One of my Web clients recently got an angry feedback e-mail from someone who received some sort of spam (slamming GWB, apparently) that originated from the e-mail address “slyofh@myclientsdomain.com”.
He’s e-mailed this woman back, and she’s going to forward the full spam message to him, so we can look at the headers.
The question is, is there any defense against this sort of thing? I’m not too familiar with e-mail spoofing.
No.
The spoofed address (usually a virus) comes from an infected computer with an e-mail address in your domain somewhere on its hard drive. It can be anywhere: in an address book, in a cached web page, in the body of a file or e-mail message, etc. The very best you can do is figure out what IP address the infected computer was using, but that’s not going to do much to narrow it down, and the ISP probably won’t give you any information if you ask.
In the case of a spammer, they’re probably just picking your domain at random. Again, it will be impossible to track down (unless you can get a subpoena, but I doubt you could).
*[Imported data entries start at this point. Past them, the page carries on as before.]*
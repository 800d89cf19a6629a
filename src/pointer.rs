/*
Copyright 2025 Connor Nolan

Licensed under the Apache License, Version 2.0 (the "License");
you may not use this file except in compliance with the License.
You may obtain a copy of the License at

    http://www.apache.org/licenses/LICENSE-2.0

Unless required by applicable law or agreed to in writing, software
distributed under the License is distributed on an "AS IS" BASIS,
WITHOUT WARRANTIES OR CONDITIONS OF ANY KIND, either express or implied.
See the License for the specific language governing permissions and
limitations under the License.
*/

//! Effective-address values (component 2): `[reg1 + scale*reg2 + disp]`, or
//! a label reference in place of the registers. Built up with `+`/`-`/`*`,
//! each operator fallible since not every combination of operands is a
//! legal address; `src/parser/operand_builder.rs` folds a bracketed
//! expression down to a `Pointer` with exactly these operators.

use std::ops::{Add, Mul, Sub};

use crate::errors::AssemblyError;
use crate::register::{Register, RegisterClass};

#[derive(Debug, Clone, Copy, PartialEq, Eq)]
pub enum DataWidth {
    Byte,
    Word,
    Dword,
    Qword,
}

impl DataWidth {
    pub fn bits(self) -> u16 {
        match self {
            DataWidth::Byte => 8,
            DataWidth::Word => 16,
            DataWidth::Dword => 32,
            DataWidth::Qword => 64,
        }
    }
}

/// An effective address: up to two GP registers (one optionally scaled) plus
/// a constant displacement, and/or a symbolic label. A bare `Pointer` with no
/// registers at all is a pure absolute/rip-relative-style displacement; a
/// `Pointer` carrying a `label` addresses that label's resolved offset
/// within this same code page instead of (or in addition to, via `disp`) a
/// literal displacement — see `label` below for why it cannot combine with a
/// base/index register.
#[derive(Debug, Clone, PartialEq, Eq, Default)]
pub struct Pointer {
    pub reg1: Option<Register>,
    pub scale: Option<u8>,
    pub reg2: Option<Register>,
    pub disp: Option<i64>,
    pub bits: Option<DataWidth>,
    pub label: Option<String>,
}

impl Pointer {
    pub fn disp(disp: i64) -> Self {
        Pointer { disp: Some(disp), ..Default::default() }
    }

    pub fn reg(reg: Register) -> Self {
        Pointer { reg1: Some(reg), ..Default::default() }
    }

    /// A symbolic address (`[some_label]`, optionally `+ disp`): resolved
    /// once the code page's label pass runs, the same way a relative
    /// branch's target is. Every label lives in the page being assembled, so
    /// unlike a register base this can only ever mean "this label's own
    /// address" — combining it with a base/index register has no coherent
    /// encoding here and is rejected in `merge`/`add_register`.
    pub fn label(name: impl Into<String>) -> Self {
        Pointer { label: Some(name.into()), ..Default::default() }
    }

    pub fn with_width(mut self, bits: DataWidth) -> Self {
        self.bits = Some(bits);
        self
    }

    fn check_gp(reg: Register) -> Result<(), AssemblyError> {
        if reg.class != RegisterClass::Gp {
            return Err(AssemblyError::Pointer {
                reason: format!("register `{}` cannot appear in an effective address", reg),
            });
        }
        if reg.width < 16 {
            return Err(AssemblyError::Pointer {
                reason: format!("register `{}` is too narrow for address arithmetic", reg),
            });
        }
        Ok(())
    }

    /// Appends a bare (unscaled) register, filling `reg1` then `reg2`.
    fn add_register(mut self, reg: Register) -> Result<Self, AssemblyError> {
        Pointer::check_gp(reg)?;
        if self.label.is_some() {
            return Err(AssemblyError::Pointer {
                reason: "a label-addressed effective address cannot also carry a base/index register".into(),
            });
        }
        if let Some(existing) = self.reg1.or(self.reg2) {
            if existing.width != reg.width {
                return Err(AssemblyError::Pointer {
                    reason: format!(
                        "cannot mix `{existing}` and `{reg}` of different widths in an effective address"
                    ),
                });
            }
        }
        if self.reg1.is_none() {
            self.reg1 = Some(reg);
        } else if self.reg2.is_none() {
            self.reg2 = Some(reg);
        } else {
            return Err(AssemblyError::Pointer {
                reason: "an effective address cannot incorporate more than two registers".into(),
            });
        }
        Ok(self)
    }

    fn add_disp(mut self, disp: i64) -> Self {
        self.disp = Some(self.disp.unwrap_or(0) + disp);
        self
    }

    fn merge(mut self, other: Pointer) -> Result<Self, AssemblyError> {
        if other.label.is_some() && (self.reg1.is_some() || self.reg2.is_some()) {
            return Err(AssemblyError::Pointer {
                reason: "a label-addressed effective address cannot also carry a base/index register".into(),
            });
        }
        if self.label.is_some() && (other.reg1.is_some() || other.reg2.is_some() || other.scale.is_some()) {
            return Err(AssemblyError::Pointer {
                reason: "a label-addressed effective address cannot also carry a base/index register".into(),
            });
        }
        if other.label.is_some() && self.label.is_some() {
            return Err(AssemblyError::Pointer { reason: "an effective address cannot carry two labels".into() });
        }
        if let Some(d) = other.disp {
            self = self.add_disp(d);
        }
        if let Some(lbl) = other.label {
            self.label = Some(lbl);
        }
        if let Some(r2) = other.reg2 {
            self = self.add_register(r2)?;
        }
        match (other.reg1, other.scale) {
            (Some(r1), None) => {
                self = self.add_register(r1)?;
            }
            (Some(r1), Some(scale)) => {
                Pointer::check_gp(r1)?;
                if self.scale.is_some() {
                    return Err(AssemblyError::Pointer {
                        reason: "an effective address can only hold one scaled register".into(),
                    });
                }
                if self.reg1.is_some() {
                    if self.reg2.is_some() {
                        return Err(AssemblyError::Pointer {
                            reason: "an effective address cannot incorporate more than two registers".into(),
                        });
                    }
                    self.reg2 = self.reg1;
                }
                self.reg1 = Some(r1);
                self.scale = Some(scale);
            }
            (None, _) => {}
        }
        Ok(self)
    }

    /// `0x67` address-size override, required when the address registers are
    /// the narrower of the two widths legal on this architecture (e.g. 32-bit
    /// registers inside 64-bit code).
    pub fn size_override_prefix(&self, arch_bits: u16) -> Option<u8> {
        let widths: Vec<u16> = [self.reg1, self.reg2].into_iter().flatten().map(|r| r.width).collect();
        let max = widths.into_iter().max()?;
        if max == arch_bits / 2 {
            Some(0x67)
        } else {
            None
        }
    }
}

impl Add<Register> for Pointer {
    type Output = Result<Pointer, AssemblyError>;
    fn add(self, rhs: Register) -> Self::Output {
        self.add_register(rhs)
    }
}

impl Add<i64> for Pointer {
    type Output = Result<Pointer, AssemblyError>;
    fn add(self, rhs: i64) -> Self::Output {
        Ok(self.add_disp(rhs))
    }
}

impl Sub<i64> for Pointer {
    type Output = Result<Pointer, AssemblyError>;
    fn sub(self, rhs: i64) -> Self::Output {
        Ok(self.add_disp(-rhs))
    }
}

impl Add<Pointer> for Pointer {
    type Output = Result<Pointer, AssemblyError>;
    fn add(self, rhs: Pointer) -> Self::Output {
        self.merge(rhs)
    }
}

impl Add<Pointer> for Register {
    type Output = Result<Pointer, AssemblyError>;
    fn add(self, rhs: Pointer) -> Self::Output {
        Pointer::reg(self).merge(rhs)
    }
}

impl Add<Register> for Register {
    type Output = Result<Pointer, AssemblyError>;
    fn add(self, rhs: Register) -> Self::Output {
        Pointer::reg(self).add_register(rhs)
    }
}

impl Add<i64> for Register {
    type Output = Result<Pointer, AssemblyError>;
    fn add(self, rhs: i64) -> Self::Output {
        Ok(Pointer::reg(self).add_disp(rhs))
    }
}

/// `Pointer + label -> attach label; two labels -> error` (also rejects
/// attaching a label onto a pointer that already carries a base/index
/// register, per [`Pointer::label`]'s doc comment).
impl Add<String> for Pointer {
    type Output = Result<Pointer, AssemblyError>;
    fn add(self, rhs: String) -> Self::Output {
        self.merge(Pointer::label(rhs))
    }
}

impl Add<String> for Register {
    type Output = Result<Pointer, AssemblyError>;
    fn add(self, rhs: String) -> Self::Output {
        Pointer::reg(self).merge(Pointer::label(rhs))
    }
}

/// `reg * scale`, the entry point for building a SIB-scaled address term.
/// Only 1, 2, 4, and 8 are legal scale factors.
impl Mul<u8> for Register {
    type Output = Result<Pointer, AssemblyError>;
    fn mul(self, scale: u8) -> Self::Output {
        Pointer::check_gp(self)?;
        if ![1, 2, 4, 8].contains(&scale) {
            return Err(AssemblyError::Pointer { reason: format!("invalid SIB scale factor {scale}") });
        }
        Ok(Pointer { reg1: Some(self), scale: Some(scale), ..Default::default() })
    }
}

#[cfg(test)]
mod tests {
    use super::*;
    use crate::register::gp64;

    #[test]
    fn disp_plus_register() {
        let p = (Pointer::disp(0x10) + gp64::rax).unwrap();
        assert_eq!(p.reg1, Some(gp64::rax));
        assert_eq!(p.disp, Some(0x10));
    }

    #[test]
    fn scaled_index_plus_base() {
        let p = ((gp64::rbx * 4).unwrap() + gp64::rax).unwrap();
        assert_eq!(p.reg1, Some(gp64::rbx));
        assert_eq!(p.scale, Some(4));
        assert_eq!(p.reg2, Some(gp64::rax));
    }

    #[test]
    fn three_registers_rejected() {
        let p = (gp64::rax + gp64::rbx).unwrap();
        assert!((p + gp64::rcx).is_err());
    }

    #[test]
    fn mismatched_width_rejected() {
        assert!((gp64::rax + crate::register::gp32::ebx).is_err());
    }

    #[test]
    fn label_attaches_to_bare_pointer() {
        let p = (Pointer::disp(0) + "counter".to_string()).unwrap();
        assert_eq!(p.label.as_deref(), Some("counter"));
    }

    #[test]
    fn label_plus_displacement_composes() {
        let p = (Pointer::label("counter") + 4i64).unwrap();
        assert_eq!(p.label.as_deref(), Some("counter"));
        assert_eq!(p.disp, Some(4));
    }

    #[test]
    fn two_labels_rejected() {
        let p = Pointer::label("a");
        assert!((p + "b".to_string()).is_err());
    }

    #[test]
    fn label_with_base_register_rejected() {
        assert!((gp64::rax + "counter".to_string()).is_err());
        assert!((Pointer::label("counter") + gp64::rax).is_err());
    }
}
There is no defense in that there is nothing you can do to prevent this from happening. Anyone anywhere can send mail with anything in the headers.
There is recourse if you can track down the source. There was a case in Texas several years ago where a small company won a judgement against a spammer who spoofed the return address by demonstrating that the angry replies and bounce messages caused damage to her business, both her reputation and her ability to conduct business because the traffic brought down her servers. I think she ended up spending more on the investigation and proceedings than she won in the judgement, but it was a huge moral victory. Of course, in order to do this you have to find the source, not just the sender. If the email is political glurge rather than commercial spam, that may be very hard to do.